A Gluten-Free Thanksgiving With GFF Magazine
Don't let our verbosity deter you. The hardest thing about this recipe by James Beard Award-winning chef Craig Stoll recipe is explaining it. Perseverance results in a gorgeous roasted bird that is ready in one hour and seduces with the juicy, rich flavors of porchetta (Italian boneless, rolled-up pork roast with brown, crispy skin). Craig recommends using a heritage turkey. (His choice is BN Ranch.) "They really retain their moisture and the breast eats more like dark meat than dry white meat," he promises. He also uses lardo (salumi made from cured strips of fatback seasoned with herbs and spices), rather than readily available salt pork; if you can find it, use it. FYI, ask your butcher to bone and halve the turkey for you.
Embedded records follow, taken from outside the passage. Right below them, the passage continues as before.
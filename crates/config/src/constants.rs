pub const TOP_LEVEL_DOMAIN: &str = "org";
pub const AUTHOR: &str = "notesearch";
pub const APP_NAME: &str = "notesearch";

pub const CONFIG_FILE_NAME: &str = "config.toml";
pub const CONFIG_DIR_ENV: &str = "NOTESEARCH_CONFIG_DIR";
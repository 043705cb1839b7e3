//! 终端输出

use chrono::{DateTime, Local};
use search_core::{FsDocumentStore, HighlightSpans, RankedResult};
use std::fmt::{self, Write};
use std::time::SystemTime;

/// 高亮方式
#[derive(Debug, Clone, Copy, PartialEq, Eq)]
pub enum Marker {
    /// 终端粗体黄色
    Ansi,
    /// 非终端输出时用 `[` `]` 包住命中
    Brackets,
}

impl Marker {
    pub fn detect() -> Self {
        use std::io::IsTerminal;
        if std::io::stdout().is_terminal() {
            Marker::Ansi
        } else {
            Marker::Brackets
        }
    }

    fn open(self) -> &'static str {
        match self {
            Marker::Ansi => "\x1b[1;33m",
            Marker::Brackets => "[",
        }
    }

    fn close(self) -> &'static str {
        match self {
            Marker::Ansi => "\x1b[0m",
            Marker::Brackets => "]",
        }
    }
}

pub fn system_time_to_local_string(time: SystemTime) -> String {
    let local_time: DateTime<Local> = time.into();
    local_time.format("%Y-%m-%d %H:%M:%S").to_string()
}

pub fn highlight_spans(spans: &HighlightSpans<'_>, marker: Marker) -> String {
    if !spans.is_highlighted() {
        return spans.before.to_string();
    }
    format!(
        "{}{}{}{}{}",
        spans.before,
        marker.open(),
        spans.matched,
        marker.close(),
        spans.after
    )
}

/// 高亮文件名中模糊匹配到的字符，`positions` 是字符下标
pub fn highlight_positions(name: &str, positions: &[usize], marker: Marker) -> String {
    let mut out = String::with_capacity(name.len());
    let mut inside = false;
    for (i, ch) in name.chars().enumerate() {
        let hit = positions.contains(&i);
        if hit && !inside {
            out.push_str(marker.open());
        } else if !hit && inside {
            out.push_str(marker.close());
        }
        inside = hit;
        out.push(ch);
    }
    if inside {
        out.push_str(marker.close());
    }
    out
}

/// 渲染单个结果，`store` 用于把图片链接解析成实际文件
pub fn render_result(
    index: usize,
    hit: &RankedResult,
    show_preview: bool,
    store: Option<&FsDocumentStore>,
    marker: Marker,
) -> Result<String, fmt::Error> {
    let mut out = String::new();
    let name = match &hit.result.name_match {
        Some(m) => highlight_positions(hit.name(), &m.positions, marker),
        None => hit.name().to_string(),
    };

    writeln!(out, "{:>3}. {}  (score {:.2})", index + 1, name, hit.score)?;
    writeln!(out, "     {}", hit.path().display())?;
    writeln!(
        out,
        "     modified {}",
        system_time_to_local_string(hit.result.document.modified_at)
    )?;

    if show_preview && let Some(excerpt) = hit.excerpt() {
        writeln!(out, "     {}", highlight_spans(&excerpt.spans(), marker))?;
    }

    if let Some(image) = hit.image() {
        match store.and_then(|s| s.resolve_link(image, &hit.result.document)) {
            Some(path) => writeln!(out, "     image {}", path.display())?,
            None => writeln!(out, "     image {} (unresolved)", image)?,
        }
    }
    Ok(out)
}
For smaller parties, cook only half the turkey and freeze the other half for future use. Regardless, you'll need 10 feet of butcher's twine for this recipe.
Serves 10 to 12
- 1 tablespoon fennel seed
- 10 ounces salt pork, skin trimmed and discarded, or lardo
- 1 large clove garlic
- 1 tablespoon rosemary, finely chopped
- 1 18-pound turkey, boneless, trimmed of extra fat, and cut into two equal halves
- kosher salt and freshly ground black pepper
- 2 tablespoons olive oil
1. Toast the fennel seed in a pan over medium heat, about 3 minutes, then grind in a spice or coffee grinder.
2. Dice the salt pork into small pieces and transfer it to a food processor. Add the garlic and ground fennel seed and process to a smooth paste. Add the rosemary and pulse once or twice to combine.
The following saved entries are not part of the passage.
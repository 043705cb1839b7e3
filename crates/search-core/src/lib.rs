// search-core/src/lib.rs
//! 笔记搜索引擎核心库
//!
//! 每次查询对全部文档做一次全量扫描，支持：
//! - 文件名模糊匹配 (`fuzzy`)
//! - 大小写无关的内容搜索和上下文摘录 (`content`)
//! - 第一张图片引用提取 (`media`)
//! - 综合文件名、内容、最近修改时间的排序 (`ranking`)
//! - 带防抖和代数校验的查询会话 (`session`)
//! - 命中高亮切分 (`highlight`)

pub mod config;
pub mod content;
pub mod error;
pub mod fuzzy;
pub mod highlight;
pub mod media;
pub mod models;
pub mod ranking;
pub mod session;
pub mod store;
pub mod text;

// 重导出核心类型
pub use config::SearchSettings;
pub use content::{contains, excerpt};
pub use error::{Result, SearchError};
pub use fuzzy::{FuzzyMatch, fuzzy_match};
pub use highlight::{HighlightSpans, split_on_match};
pub use media::first_image_reference;
pub use models::{Document, Excerpt, MatchResult, RankedResult, ScoreBreakdown};
pub use ranking::{MIN_QUERY_LEN, rank};
pub use session::{Generation, QuerySession, SessionSnapshot};
pub use store::{DocumentStore, FsDocumentStore, MemoryStore};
3. Lay a sheet of parchment paper on the counter. Spread out one turkey half, skin side down, on the paper. Orient it so the dark meat is away from you and the lighter (breast) meat is closest. Keeping the skin intact, gently detach the breast meat from the skin, loosening with a paring knife as necessary; it should pull away pretty easily. Cut the breast in half lengthwise.
4. Season the breast and thigh meat with 1 teaspoon salt and 1/2 teaspoon pepper. Smear half of the salt pork mixture over the leg and thigh (dark) meat and the breast meat. Stack the two breast pieces on top of the leg and thigh meat so that the meat is even in height and width from left to right. Grasp the stack of meat with both hands, one on either side, and roll it toward you, encasing the whole turkey in its skin and leaving no exposed meat.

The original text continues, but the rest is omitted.